-------- RECORDS SUPPLIED
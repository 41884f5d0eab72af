//! Portal account lifecycle route handlers.
//!
//! One set of handlers serves all three portals; the `{portal}` path
//! segment selects the [`AccountKind`] and with it the kind-specific
//! policy (token TTL, email-domain allowlist).

use axum::{
    Json, Router,
    extract::{Path, Query, State},
    http::StatusCode,
    response::Redirect,
    routing::{get, patch, post},
};
use serde::{Deserialize, Serialize};
use tracing::instrument;

use brightclass_core::{AccountId, AccountKind, AccountStatus};

use crate::db::AccountRepository;
use crate::error::{AppError, Result};
use crate::models::Account;
use crate::services::lifecycle::{AccountLifecycle, LifecycleError, SignupRequest};
use crate::services::tokens::TokenError;
use crate::state::AppState;

/// Build the portal router.
pub fn router() -> Router<AppState> {
    Router::new()
        .route("/api/{portal}/signup", post(signup))
        .route("/api/{portal}/verify-email", post(verify_email))
        .route("/api/{portal}/send-verification", post(send_verification))
        .route("/api/{portal}/accounts", get(list_accounts))
        .route("/api/{portal}/accounts/{id}", patch(update_account))
        .route("/api/admin/accounts/{id}/elevate", post(elevate))
        // Emailed link target; verifies and redirects with a status code
        .route("/{portal}/verify-email", get(verify_email_link))
}

// =============================================================================
// Signup
// =============================================================================

/// Response for a successful signup.
///
/// `warning` is present when the account and token were persisted but the
/// verification email could not be delivered - signup is best-effort past
/// the store writes, never rolled back.
#[derive(Debug, Serialize)]
pub struct SignupResponse {
    pub account: Account,
    #[serde(skip_serializing_if = "Option::is_none")]
    pub warning: Option<String>,
}

/// POST /api/{portal}/signup
#[instrument(skip(state, req), fields(portal = %portal))]
async fn signup(
    State(state): State<AppState>,
    Path(portal): Path<AccountKind>,
    Json(req): Json<SignupRequest>,
) -> Result<(StatusCode, Json<SignupResponse>)> {
    let outcome = AccountLifecycle::new(&state, portal).signup(&req).await?;

    Ok((
        StatusCode::CREATED,
        Json(SignupResponse {
            account: outcome.account,
            warning: outcome.warning,
        }),
    ))
}

// =============================================================================
// Verification
// =============================================================================

/// Request to redeem a verification token.
#[derive(Debug, Deserialize)]
pub struct VerifyRequest {
    pub token: String,
}

/// Response after successful verification.
#[derive(Debug, Serialize)]
pub struct VerifyResponse {
    pub success: bool,
    pub account: Account,
}

/// POST /api/{portal}/verify-email
#[instrument(skip(state, req), fields(portal = %portal))]
async fn verify_email(
    State(state): State<AppState>,
    Path(portal): Path<AccountKind>,
    Json(req): Json<VerifyRequest>,
) -> Result<Json<VerifyResponse>> {
    let account = AccountLifecycle::new(&state, portal)
        .confirm(req.token.trim())
        .await?;

    Ok(Json(VerifyResponse {
        success: true,
        account,
    }))
}

/// Query parameters of the emailed verification link.
#[derive(Debug, Deserialize)]
pub struct VerifyLinkQuery {
    pub token: Option<String>,
}

/// GET /{portal}/verify-email?token=...
///
/// Target of the emailed link. Verifies the token and redirects to the
/// portal login page with a query-encoded outcome, so the flow works
/// without any client-side JSON handling.
#[instrument(skip(state, query), fields(portal = %portal))]
async fn verify_email_link(
    State(state): State<AppState>,
    Path(portal): Path<AccountKind>,
    Query(query): Query<VerifyLinkQuery>,
) -> Redirect {
    let base = state.config().base_url_trimmed().to_owned();

    let Some(token) = query.token.as_deref().map(str::trim).filter(|t| !t.is_empty()) else {
        return Redirect::to(&format!("{base}/{portal}/login?error=invalid_request"));
    };

    match AccountLifecycle::new(&state, portal).confirm(token).await {
        Ok(_) => Redirect::to(&format!("{base}/{portal}/login?status=verified")),
        Err(e) => {
            let code = redirect_error_code(&e);
            tracing::warn!(error = %e, code, "Verification link failed");
            Redirect::to(&format!("{base}/{portal}/login?error={code}"))
        }
    }
}

/// Map a lifecycle failure to the query-encoded error code used by the
/// link-based flow.
fn redirect_error_code(e: &LifecycleError) -> &'static str {
    match e {
        LifecycleError::Token(TokenError::NotFound) => "token_not_found",
        LifecycleError::Token(TokenError::Expired) => "token_expired",
        LifecycleError::InvalidInput(_) => "invalid_request",
        LifecycleError::AccountNotFound => "account_not_found",
        _ => "server_error",
    }
}

// =============================================================================
// Resend verification
// =============================================================================

/// Request to re-send the verification email.
#[derive(Debug, Deserialize)]
pub struct ResendRequest {
    pub email: String,
}

/// Response after re-issuing a verification token.
#[derive(Debug, Serialize)]
pub struct ResendResponse {
    pub success: bool,
    #[serde(skip_serializing_if = "Option::is_none")]
    pub warning: Option<String>,
}

/// POST /api/{portal}/send-verification
#[instrument(skip(state, req), fields(portal = %portal))]
async fn send_verification(
    State(state): State<AppState>,
    Path(portal): Path<AccountKind>,
    Json(req): Json<ResendRequest>,
) -> Result<Json<ResendResponse>> {
    let warning = AccountLifecycle::new(&state, portal)
        .resend(&req.email)
        .await?;

    Ok(Json(ResendResponse {
        success: true,
        warning,
    }))
}

// =============================================================================
// Account administration
// =============================================================================

/// List filters.
#[derive(Debug, Deserialize)]
pub struct ListQuery {
    pub status: Option<AccountStatus>,
}

/// GET /api/{portal}/accounts
#[instrument(skip(state), fields(portal = %portal))]
async fn list_accounts(
    State(state): State<AppState>,
    Path(portal): Path<AccountKind>,
    Query(query): Query<ListQuery>,
) -> Result<Json<Vec<Account>>> {
    let accounts = AccountRepository::new(state.pool())
        .list(portal, query.status)
        .await?;
    Ok(Json(accounts))
}

/// Manual account transition payload (operator action).
#[derive(Debug, Deserialize)]
pub struct AccountUpdateRequest {
    pub status: Option<AccountStatus>,
    pub approved: Option<bool>,
}

/// PATCH /api/{portal}/accounts/{id}
///
/// Direct operator CRUD: reject/deactivate an account or set the staff
/// approval flag. Activation stays exclusive to token verification.
#[instrument(skip(state, req), fields(portal = %portal))]
async fn update_account(
    State(state): State<AppState>,
    Path((portal, id)): Path<(AccountKind, AccountId)>,
    Json(req): Json<AccountUpdateRequest>,
) -> Result<Json<Account>> {
    if req.status.is_none() && req.approved.is_none() {
        return Err(AppError::InvalidInput(
            "provide status and/or approved".to_owned(),
        ));
    }
    if req.status == Some(AccountStatus::Active) {
        return Err(AppError::InvalidInput(
            "accounts become active only through email verification".to_owned(),
        ));
    }
    if req.approved.is_some() && portal != AccountKind::Staff {
        return Err(AppError::InvalidInput(
            "approved only applies to the staff portal".to_owned(),
        ));
    }

    let repo = AccountRepository::new(state.pool());

    // Guard against cross-portal ids before mutating anything
    let account = repo
        .get(id)
        .await?
        .filter(|a| a.kind == portal)
        .ok_or_else(|| AppError::NotFound("account".to_owned()))?;

    if let Some(status) = req.status {
        repo.set_status(account.id, status).await?;
    }
    if let Some(approved) = req.approved {
        repo.set_approved(account.id, approved).await?;
    }

    let updated = repo
        .get(account.id)
        .await?
        .ok_or_else(|| AppError::NotFound("account".to_owned()))?;

    Ok(Json(updated))
}

/// POST /api/admin/accounts/{id}/elevate
///
/// Admin role elevation, keyed off the profile's role column and decoupled
/// from the email-confirmed state.
#[instrument(skip(state))]
async fn elevate(State(state): State<AppState>, Path(id): Path<AccountId>) -> Result<StatusCode> {
    AccountLifecycle::new(&state, AccountKind::Admin)
        .elevate(id)
        .await?;
    Ok(StatusCode::NO_CONTENT)
}

#[cfg(test)]
mod tests {
    use super::*;

    #[test]
    fn test_redirect_error_codes() {
        assert_eq!(
            redirect_error_code(&LifecycleError::Token(TokenError::NotFound)),
            "token_not_found"
        );
        assert_eq!(
            redirect_error_code(&LifecycleError::Token(TokenError::Expired)),
            "token_expired"
        );
        assert_eq!(
            redirect_error_code(&LifecycleError::InvalidInput("x".to_owned())),
            "invalid_request"
        );
        assert_eq!(
            redirect_error_code(&LifecycleError::AccountNotFound),
            "account_not_found"
        );
    }
}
----------------
TO DO ▸ Search the records for the word "pool" and copy every line where it occurs.

FINISHED EXERCISE ▸
    let accounts = AccountRepository::new(state.pool())
    let repo = AccountRepository::new(state.pool());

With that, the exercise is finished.